In Panel D, the 12-month rates of death from or hospitalization for heart failure were 45 percent in the pharmacologic-therapy group, 31 percent in the pacemaker group, and 29 percent in the pacemaker–defibrillator group. In the pharmacologic-therapy group, death from heart failure made up 24 percent of the events, hospitalization for heart failure 72 percent of events, and the intravenous administration of inotropes or vasoactive drugs for more than four hours 4 percent of events. P values are for the comparison with optimal pharmacologic therapy. Airties Air 5450 Driver Download. Intraventricular conduction delays are associated with dyssynchronous left ventricular contraction caused by regional delays in the electrical activation of the chamber. This phenomenon, which occurs in 15 to 30 percent of patients with heart failure due to dilated cardiomyopathy, reduces systolic function and increases systolic volume.
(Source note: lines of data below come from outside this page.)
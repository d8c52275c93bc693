//! Two-sided Fisher exact test
//!
//! The exact p-value of a 2x2 table: the total probability of every table
//! sharing the observed margins that is at most as likely as the observed
//! one. This includes tied-probability tables on both sides of the
//! distribution and does not double a one-sided tail.

use crate::hypergeometric::{hypergeom_prob, support};
use crate::table::ContingencyTable;

/// Keeps the observed table inside its own tail sum when floating-point
/// round-off makes its recomputed probability land a hair above itself.
const TIE_EPSILON: f64 = 1e-12;

/// Two-sided exact p-value.
///
/// Handles degenerate tables (zero margins) gracefully: the support collapses
/// to a single point and the p-value is 1.
pub fn fisher_exact_p_value(table: ContingencyTable) -> f64 {
    let row1 = table.row1();
    let row2 = table.row2();
    let col1 = table.col1();

    let observed = hypergeom_prob(table.a as i64, row1, row2, col1);
    let (lo, hi) = support(row1, row2, col1);

    let mut p = 0.0;
    for i in lo..=hi {
        let prob = hypergeom_prob(i as i64, row1, row2, col1);
        if prob <= observed + TIE_EPSILON {
            p += prob;
        }
    }
    // The epsilon-inclusive comparison can nudge a full-support sum a few
    // ulps past 1.0.
    p.min(1.0)
}
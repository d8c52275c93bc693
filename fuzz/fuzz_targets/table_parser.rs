#![no_main]

use libfuzzer_sys::fuzz_target;
use std::str::FromStr;

use fragility::search::assess_fragility;
use fragility::table::ContingencyTable;

fuzz_target!(|data: &[u8]| {
    // Convert arbitrary bytes to UTF-8 string (lossy rejection)
    if let Ok(input) = std::str::from_utf8(data) {
        // Parsing must not panic regardless of input, and a parsed table
        // must survive the full analysis without panicking either.
        if let Ok(table) = ContingencyTable::from_str(input) {
            // Bound the grand total so a single input cannot spin the greedy
            // search past the fuzzer's per-input budget; large-count behavior
            // is covered by the chi-square unit tests.
            let total: u128 = [table.a, table.b, table.c, table.d]
                .iter()
                .map(|&v| u128::from(v))
                .sum();
            if total <= 10_000 {
                let _ = assess_fragility(table);
            }
        }
    }
});
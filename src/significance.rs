//! Test selection and the p-value entry point
//!
//! Small expected cell counts make the chi-square approximation unreliable,
//! so any table with a cell below [`SMALL_CELL_CUTOFF`] takes the exact path.
//! Both thresholds are fixed properties of the algorithm, not configuration.

use crate::chi_square::chi_square_p_value;
use crate::fisher::fisher_exact_p_value;
use crate::table::ContingencyTable;
use serde::Serialize;

/// Two-sided significance threshold used throughout the engine
pub const SIGNIFICANCE_LEVEL: f64 = 0.05;

/// Tables with any cell below this count use the exact test
pub const SMALL_CELL_CUTOFF: u64 = 5;

/// Which test decides a table's p-value
#[derive(Debug, Clone, Copy, PartialEq, Eq, Serialize)]
#[serde(rename_all = "snake_case")]
pub enum SignificanceTest {
    FisherExact,
    ChiSquare,
}

impl SignificanceTest {
    /// Pure predicate choosing exact vs asymptotic for a table
    pub fn select(table: ContingencyTable) -> Self {
        if table.min_cell() < SMALL_CELL_CUTOFF {
            Self::FisherExact
        } else {
            Self::ChiSquare
        }
    }

    pub fn name(self) -> &'static str {
        match self {
            Self::FisherExact => "fisher-exact",
            Self::ChiSquare => "chi-square",
        }
    }
}

/// Two-sided p-value for `table` using the appropriate test for its size.
pub fn p_value(table: ContingencyTable) -> f64 {
    match SignificanceTest::select(table) {
        SignificanceTest::FisherExact => fisher_exact_p_value(table),
        // A zero margin would zero the chi-square denominator. The cutoff
        // already keeps such tables on the exact path (four cells >= 5 force
        // every margin >= 10), but fall back rather than divide by zero.
        SignificanceTest::ChiSquare if table.has_zero_margin() => fisher_exact_p_value(table),
        SignificanceTest::ChiSquare => chi_square_p_value(table),
    }
}

/// Two-sided p-value from bare cell counts: `a`,`b` are Group 1
/// events/non-events, `c`,`d` Group 2.
pub fn compute_p_value(a: u64, b: u64, c: u64, d: u64) -> f64 {
    p_value(ContingencyTable::new(a, b, c, d))
}

#[cfg(test)]
mod tests {
    use super::*;

    #[test]
    fn test_small_cell_routes_to_exact() {
        assert_eq!(
            SignificanceTest::select(ContingencyTable::new(4, 100, 100, 100)),
            SignificanceTest::FisherExact
        );
        assert_eq!(
            SignificanceTest::select(ContingencyTable::new(0, 0, 0, 0)),
            SignificanceTest::FisherExact
        );
    }

    #[test]
    fn test_cutoff_boundary() {
        // exactly 5 in the smallest cell is enough for the approximation
        assert_eq!(
            SignificanceTest::select(ContingencyTable::new(5, 5, 5, 5)),
            SignificanceTest::ChiSquare
        );
        assert_eq!(
            SignificanceTest::select(ContingencyTable::new(5, 4, 100, 100)),
            SignificanceTest::FisherExact
        );
    }

    #[test]
    fn test_dispatch_matches_underlying_test() {
        let small = ContingencyTable::new(1, 3, 3, 1);
        assert_eq!(
            p_value(small),
            crate::fisher::fisher_exact_p_value(small)
        );

        let large = ContingencyTable::new(10, 90, 20, 80);
        assert_eq!(
            p_value(large),
            crate::chi_square::chi_square_p_value(large)
        );
    }

    #[test]
    fn test_degenerate_table_p_is_one() {
        // zero margins collapse the exact distribution to a single point
        assert_eq!(compute_p_value(0, 0, 10, 10), 1.0);
        assert_eq!(compute_p_value(0, 10, 0, 10), 1.0);
        assert_eq!(compute_p_value(0, 0, 0, 0), 1.0);
    }

    #[test]
    fn test_fixed_constants() {
        assert_eq!(SIGNIFICANCE_LEVEL, 0.05);
        assert_eq!(SMALL_CELL_CUTOFF, 5);
    }

    #[test]
    fn test_test_names() {
        assert_eq!(SignificanceTest::FisherExact.name(), "fisher-exact");
        assert_eq!(SignificanceTest::ChiSquare.name(), "chi-square");
    }
}
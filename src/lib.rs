//! Fragility - statistical significance and fragility-index engine for
//! 2x2 contingency tables
//!
//! Given event/non-event counts for two groups, this library computes a
//! two-sided p-value (Fisher's exact test for small cells, a 1-df chi-square
//! approximation otherwise) and the fragility index: the number of
//! single-outcome reassignments that push a significant result past the
//! 0.05 threshold.

pub mod chi_square;
pub mod cli;
pub mod fisher;
pub mod hypergeometric;
pub mod json_output;
pub mod log_factorial;
pub mod search;
pub mod significance;
pub mod table;
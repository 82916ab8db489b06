//! Natal chart assembly and the combined facts derived from it.

use crate::aspects::{compute_aspects, Aspect, OrbConfig};
use crate::bodies::Body;
use crate::ephemeris::provider::fetch_snapshot;
use crate::ephemeris::{CelestialPosition, GeoLocation, PositionProvider};
use crate::error::ChartError;
use crate::houses::{HouseCalculator, HouseChart};
use crate::patterns::{detect_patterns, AspectPattern};
use crate::zodiac::ZodiacPosition;
use chrono::{DateTime, Utc};
use serde::{Deserialize, Serialize};

/// Body positions at one instant, with houses when a location is known.
#[derive(Debug, Clone, PartialEq, Serialize, Deserialize)]
pub struct NatalChart {
    pub instant: DateTime<Utc>,
    pub location: Option<GeoLocation>,
    pub positions: Vec<CelestialPosition>,
    pub houses: Option<HouseChart>,
}

impl NatalChart {
    /// Fetch `bodies` in one provider call and compute houses at `location`.
    ///
    /// Angles in `bodies` are skipped for the provider; they come from the
    /// house computation instead.
    pub fn compute<P: PositionProvider + ?Sized>(
        provider: &P,
        bodies: &[Body],
        instant: DateTime<Utc>,
        location: Option<GeoLocation>,
    ) -> Result<Self, ChartError> {
        let planets: Vec<Body> = bodies.iter().copied().filter(|b| !b.is_angle()).collect();
        let positions = fetch_snapshot(provider, &planets, instant)?;
        let houses = location
            .map(|loc| HouseCalculator::new().compute(instant, &loc))
            .transpose()?;
        Ok(Self {
            instant,
            location,
            positions,
            houses,
        })
    }

    /// Chart from positions and houses computed elsewhere.
    pub fn from_parts(
        instant: DateTime<Utc>,
        positions: Vec<CelestialPosition>,
        houses: Option<HouseChart>,
    ) -> Self {
        Self {
            instant,
            location: None,
            positions,
            houses,
        }
    }

    /// Body positions followed by the four angles as fixed points.
    pub fn points(&self) -> Vec<CelestialPosition> {
        let mut points = self.positions.clone();
        if let Some(houses) = &self.houses {
            let angles = houses.angles;
            points.extend([
                CelestialPosition::fixed(Body::Ascendant, angles.ascendant),
                CelestialPosition::fixed(Body::Midheaven, angles.midheaven),
                CelestialPosition::fixed(Body::Descendant, angles.descendant),
                CelestialPosition::fixed(Body::ImumCoeli, angles.imum_coeli),
            ]);
        }
        points
    }

    /// Roster of [`NatalChart::points`], in the same order.
    pub fn bodies(&self) -> Vec<Body> {
        self.points().iter().map(|p| p.body).collect()
    }

    pub fn position(&self, body: Body) -> Option<&CelestialPosition> {
        self.positions.iter().find(|p| p.body == body)
    }

    /// House containing `longitude`, when houses are known.
    pub fn house_of(&self, longitude: f64) -> Option<u8> {
        self.houses
            .as_ref()
            .and_then(|h| h.cusps.house_of(longitude))
    }
}

/// Where one chart point sits.
#[derive(Debug, Clone, PartialEq, Serialize, Deserialize)]
pub struct Placement {
    pub body: Body,
    pub longitude: f64,
    pub zodiac: ZodiacPosition,
    pub house: Option<u8>,
    pub retrograde: bool,
}

/// Everything derived from a natal chart.
#[derive(Debug, Clone, PartialEq, Serialize, Deserialize)]
pub struct ChartFacts {
    pub placements: Vec<Placement>,
    pub aspects: Vec<Aspect>,
    pub patterns: Vec<AspectPattern>,
    /// Set when the houses are an estimate
    pub approximate_houses: bool,
}

impl ChartFacts {
    pub fn to_json(&self) -> serde_json::Result<String> {
        serde_json::to_string_pretty(self)
    }
}

/// Placements, aspects and patterns for a chart.
pub fn derive_chart_facts(chart: &NatalChart, orbs: &OrbConfig) -> ChartFacts {
    let points = chart.points();
    let aspects = compute_aspects(&points, None, orbs);
    let bodies: Vec<Body> = points.iter().map(|p| p.body).collect();
    let patterns = detect_patterns(&aspects, &bodies);
    let placements = points
        .iter()
        .map(|p| Placement {
            body: p.body,
            longitude: p.lon,
            zodiac: ZodiacPosition::from_longitude(p.lon),
            house: chart.house_of(p.lon),
            retrograde: p.is_retrograde(),
        })
        .collect();
    ChartFacts {
        placements,
        aspects,
        patterns,
        approximate_houses: chart.houses.as_ref().map_or(false, |h| h.approximate),
    }
}

/// Aspects from transiting positions to a natal chart's points.
pub fn compute_transit_aspects(
    transiting: &[CelestialPosition],
    natal: &NatalChart,
    orbs: &OrbConfig,
) -> Vec<Aspect> {
    let points = natal.points();
    compute_aspects(transiting, Some(points.as_slice()), orbs)
}
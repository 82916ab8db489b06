use crate::angles::angular_distance;
use crate::chart::NatalChart;
use crate::eclipses::types::{AffectedBody, Eclipse, EclipseImpact};
use crate::ephemeris::CelestialPosition;
use crate::error::{validate_orb, ChartError};
use crate::houses::HouseCusps;
use crate::zodiac::ZodiacPosition;

/// Measures eclipses against fixed natal points and houses.
pub struct EclipseAnalyzer<'a> {
    points: &'a [CelestialPosition],
    cusps: Option<&'a HouseCusps>,
    orb: f64,
}

impl<'a> EclipseAnalyzer<'a> {
    pub fn new(
        points: &'a [CelestialPosition],
        cusps: Option<&'a HouseCusps>,
        orb: f64,
    ) -> Result<Self, ChartError> {
        Ok(Self {
            points,
            cusps,
            orb: validate_orb(orb)?,
        })
    }

    pub fn impact(&self, eclipse: &Eclipse) -> Result<EclipseImpact, ChartError> {
        if !eclipse.longitude.is_finite() {
            return Err(ChartError::InvalidEclipse(format!(
                "longitude {} at {} is not finite",
                eclipse.longitude, eclipse.instant
            )));
        }
        let mut affected: Vec<AffectedBody> = self
            .points
            .iter()
            .map(|p| AffectedBody {
                body: p.body,
                orb: angular_distance(eclipse.longitude, p.lon),
            })
            .filter(|a| a.orb <= self.orb)
            .collect();
        // Stable: equal orbs keep roster order
        affected.sort_by(|a, b| a.orb.total_cmp(&b.orb));

        Ok(EclipseImpact {
            eclipse: eclipse.clone(),
            position: ZodiacPosition::from_longitude(eclipse.longitude),
            affected_bodies: affected,
            house: self.cusps.and_then(|c| c.house_of(eclipse.longitude)),
        })
    }

    pub fn analyze(&self, eclipses: &[Eclipse]) -> Result<Vec<EclipseImpact>, ChartError> {
        eclipses.iter().map(|e| self.impact(e)).collect()
    }
}

/// Impact of each eclipse on `natal`, in input order.
pub fn analyze_eclipse_impacts(
    natal: &NatalChart,
    eclipses: &[Eclipse],
    orb: f64,
) -> Result<Vec<EclipseImpact>, ChartError> {
    let points = natal.points();
    let cusps = natal.houses.as_ref().map(|h| &h.cusps);
    EclipseAnalyzer::new(&points, cusps, orb)?.analyze(eclipses)
}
In patients with primary or secondary dilated cardiomyopathies characterized by intraventricular conduction delays, biventricular stimulation synchronizes the activation of the intraventricular septum and left ventricular free wall and thus improves left ventricular systolic function. In short-term studies, cardiac-resynchronization therapy in the form of biventricular stimulation improved symptoms, improved the quality of life, and increased exercise tolerance and partially reversed maladaptive remodeling. These salutary effects support the hypothesis that long-term cardiac-resynchronization therapy decreases the risk of death and complications related to heart failure in patients with intraventricular conduction delays. Implantable cardioverter–defibrillators (referred to hereafter as defibrillators) can reduce the risk of death among patients who have ischemic cardiomyopathy and no history of sustained ventricular arrhythmia, but it is not clear whether such prophylactic therapy would be beneficial in patients who have advanced heart failure with severe left ventricular dysfunction or in those with nonischemic cardiomyopathies. Nor is it clear that in these settings, any benefit would be additive to those of cardiac-resynchronization therapy. To address these questions, we conducted a large-scale, multicenter, controlled clinical trial comparing optimal pharmacologic therapy plus cardiac-resynchronization therapy with a pacemaker, optimal pharmacologic therapy plus cardiac-resynchronization therapy with a pacemaker–defibrillator, and optimal pharmacologic therapy alone in a population with advanced heart failure and intraventricular conduction delays. Methods The Comparison of Medical Therapy, Pacing, and Defibrillation in Heart Failure (COMPANION) trial was conducted at 128 U.S.